→ **Task to complete**: Whenever the string "queue" appears in a line below, please copy the line out.

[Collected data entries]
====================

impl SitemapStrategy {
    async fn locations(&self, ctx: &DiscoveryContext, root: &Url) -> Vec<String> {
        if is_feed_url(root) {
            return vec![root.to_string()];
        }
        let mut locations = Vec::new();
        if let Ok(robots) = root.join("/robots.txt") {
            match ctx.get_page(robots.as_str()).await {
                Ok(body) => locations.extend(robots_sitemaps(&body)),
                Err(e) => debug!(error = %e, "robots.txt unavailable"),
            }
        }
        locations.extend(
            PROBE_PATHS
                .iter()
                .filter_map(|p| root.join(p).ok())
                .map(|u| u.to_string()),
        );
        locations
    }
}

#[async_trait]
impl Strategy for SitemapStrategy {
    fn tier(&self) -> StrategyTier {
        StrategyTier::Sitemap
    }

    #[instrument(level = "info", skip_all, fields(root = %target.root_url))]
    async fn discover(
        &self,
        ctx: &DiscoveryContext,
        target: &CrawlTarget,
    ) -> Result<Vec<String>, DiscoveryError> {
        let cap = ctx.settings.max_urls_per_strategy;
        let mut queue: VecDeque<String> = self.locations(ctx, &target.root_url).await.into();
        let mut visited = HashSet::new();
        let mut children_followed = 0usize;
        let mut urls = Vec::new();
        let mut seen = HashSet::new();
        let mut last_error = None;
        let mut any_document = false;

        while let Some(location) = queue.pop_front() {
            if urls.len() >= cap {
                break;
            }
            if !visited.insert(location.clone()) {
                continue;
            }
            let body = match ctx.get_page(&location).await {
                Ok(body) => body,
                Err(e) => {
                    debug!(%location, error = %e, "sitemap location unavailable");
                    last_error = Some(e);
                    continue;
                }
            };
            let parsed = match parse_sitemap(&body) {
                Ok(parsed) => parsed,
                Err(e) => {
                    warn!(%location, error = %e, "unparseable sitemap");
                    continue;
                }
            };
            any_document = true;
            debug!(%location, kind = ?parsed.kind, entries = parsed.entries.len(), "parsed sitemap");

            if parsed.kind == DocKind::Index {
                for child in parsed.entries {
                    if children_followed >= ctx.settings.max_child_sitemaps {
                        break;
                    }
                    if child_may_overlap(child.date, &target.date_range) {
                        queue.push_back(child.loc);
                        children_followed += 1;
                    }
                }
                continue;
            }

            for entry in parsed.entries {
                if urls.len() >= cap {
                    break;
                }
                if !is_fetchable(&entry.loc) || !target.date_range.admits(entry.date) {
                    continue;
                }
                if seen.insert(entry.loc.clone()) {
                    urls.push(entry.loc);
                }
            }
        }

        if !any_document {
            if let Some(e) = last_error {
                return Err(e);
            }
        }
        info!(count = urls.len(), children_followed, "sitemap discovery finished");
        Ok(urls)
    }
}

#[cfg(test)]
mod tests {
    use super::*;
    use crate::strategy::tests::context;
    use crate::testing::{MockHttp, xml};
    use std::sync::Arc;

    fn urlset(entries: &[(&str, &str)]) -> String {
        let body: String = entries
            .iter()
            .map(|(loc, date)| format!("<url><loc>{loc}</loc><lastmod>{date}</lastmod></url>"))
            .collect();
        format!(
            r#"<?xml version="1.0" encoding="UTF-8"?><urlset xmlns="http://www.sitemaps.org/schemas/sitemap/0.9">{body}</urlset>"#
        )
    }

    #[test]
    fn test_parse_urlset_with_entities() {
        let doc = parse_sitemap(&urlset(&[("https://e.com/a?x=1&amp;y=2", "2024-01-10T08:00:00+00:00")])).unwrap();
        assert_eq!(doc.kind, DocKind::UrlSet);
        assert_eq!(doc.entries[0].loc, "https://e.com/a?x=1&y=2");
        assert_eq!(doc.entries[0].date, NaiveDate::from_ymd_opt(2024, 1, 10));
    }

    #[test]
    fn test_parse_rss_and_atom() {
        let rss = r#"<rss version="2.0"><channel><title>t</title><link>https://e.com</link>
            <item><title>Acme raises</title><link>https://e.com/news/acme</link>
            <pubDate>Wed, 10 Jan 2024 08:00:00 GMT</pubDate></item></channel></rss>"#;
        let doc = parse_sitemap(rss).unwrap();
        assert_eq!(doc.kind, DocKind::Feed);
        assert_eq!(doc.entries, vec![SitemapEntry {
            loc: "https://e.com/news/acme".into(),
            date: NaiveDate::from_ymd_opt(2024, 1, 10),
        }]);

        let atom = r#"<feed xmlns="http://www.w3.org/2005/Atom"><link href="https://e.com/" rel="self"/>
            <entry><link rel="alternate" href="https://e.com/news/beta"/><updated>2024-02-01T00:00:00Z</updated></entry></feed>"#;
        let doc = parse_sitemap(atom).unwrap();
        assert_eq!(doc.entries.len(), 1);
        assert_eq!(doc.entries[0].loc, "https://e.com/news/beta");
    }

    #[test]
    fn test_parse_news_sitemap_publication_date() {
        let news = r#"<urlset xmlns="http://www.sitemaps.org/schemas/sitemap/0.9" xmlns:news="http://www.google.com/schemas/sitemap-news/0.9">
            <url><loc>https://e.com/news/gamma</loc><news:news><news:publication_date>2024-03-05</news:publication_date></news:news></url></urlset>"#;
        let doc = parse_sitemap(news).unwrap();
        assert_eq!(doc.entries[0].date, NaiveDate::from_ymd_opt(2024, 3, 5));
    }

    #[test]
    fn test_robots_sitemap_lines() {
        let robots = "User-agent: *\nDisallow: /admin\nSitemap: https://e.com/news.xml\nsitemap:https://e.com/b.xml\n";
        assert_eq!(robots_sitemaps(robots), vec!["https://e.com/news.xml", "https://e.com/b.xml"]);
    }

    #[test]
    fn test_feed_urls() {
        assert!(is_feed_url(&Url::parse("https://news.google.com/rss/search?q=x").unwrap()));
        assert!(is_feed_url(&Url::parse("https://e.com/feed").unwrap()));
        assert!(!is_feed_url(&Url::parse("https://e.com/news").unwrap()));
    }

    #[tokio::test]
    async fn test_date_filter_keeps_exactly_in_range_entries() {
        let inside: Vec<(String, String)> = (1..=5)
            .map(|d| (format!("https://e.com/news/in-{d}"), format!("2024-01-{:02}", d * 5)))
            .collect();
        let outside = [
            ("https://e.com/news/old-1", "2023-12-01"),
            ("https://e.com/news/old-2", "2023-06-15"),
            ("https://e.com/news/new-1", "2024-03-01"),
        ];
        let mut all: Vec<(&str, &str)> = inside.iter().map(|(u, d)| (u.as_str(), d.as_str())).collect();
        all.extend(outside);
        let http = Arc::new(MockHttp::new().route("https://e.com/sitemap.xml", xml(urlset(&all))));
        let ctx = context(http);
        let target = CrawlTarget::new(
            Url::parse("https://e.com/").unwrap(),
            DateRange::new(NaiveDate::from_ymd_opt(2024, 1, 1), NaiveDate::from_ymd_opt(2024, 1, 31)),
            None,
        );
        let urls = SitemapStrategy.discover(&ctx, &target).await.unwrap();
        assert_eq!(urls.len(), 5);
        assert!(urls.iter().all(|u| u.contains("/in-")));
    }

    #[tokio::test]
    async fn test_index_children_are_followed_within_budget() {
        let index = r#"<sitemapindex><sitemap><loc>https://e.com/s1.xml</loc></sitemap>
            <sitemap><loc>https://e.com/s2.xml</loc></sitemap></sitemapindex>"#;
        let http = Arc::new(
            MockHttp::new()
                .route("https://e.com/robots.txt", Ok(crate::http::HttpResponse {
                    status: 200,
                    headers: Default::default(),
                    body: "Sitemap: https://e.com/index.xml".into(),
                }))
                .route("https://e.com/index.xml", xml(index))
                .route("https://e.com/s1.xml", xml(urlset(&[("https://e.com/news/one", "2024-01-01")])))
                .route("https://e.com/s2.xml", xml(urlset(&[("https://e.com/news/two", "2024-01-02")]))),
        );
        let mut ctx = context(http.clone());
        ctx.settings.max_child_sitemaps = 1;
        let target = CrawlTarget::new(Url::parse("https://e.com/").unwrap(), DateRange::default(), None);
        let urls = SitemapStrategy.discover(&ctx, &target).await.unwrap();
        assert_eq!(urls, vec!["https://e.com/news/one"]);
        assert_eq!(http.calls("https://e.com/s2.xml"), 0);
    }

    #[tokio::test]
    async fn test_all_locations_failing_is_an_error() {
        let http = Arc::new(MockHttp::new());
        let ctx = context(http);
        let target = CrawlTarget::new(Url::parse("https://e.com/").unwrap(), DateRange::default(), None);
        assert!(SitemapStrategy.discover(&ctx, &target).await.is_err());
    }
}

====================

→ **Exercise output**:
        let mut queue: VecDeque<String> = self.locations(ctx, &target.root_url).await.into();
        while let Some(location) = queue.pop_front() {
                        queue.push_back(child.loc);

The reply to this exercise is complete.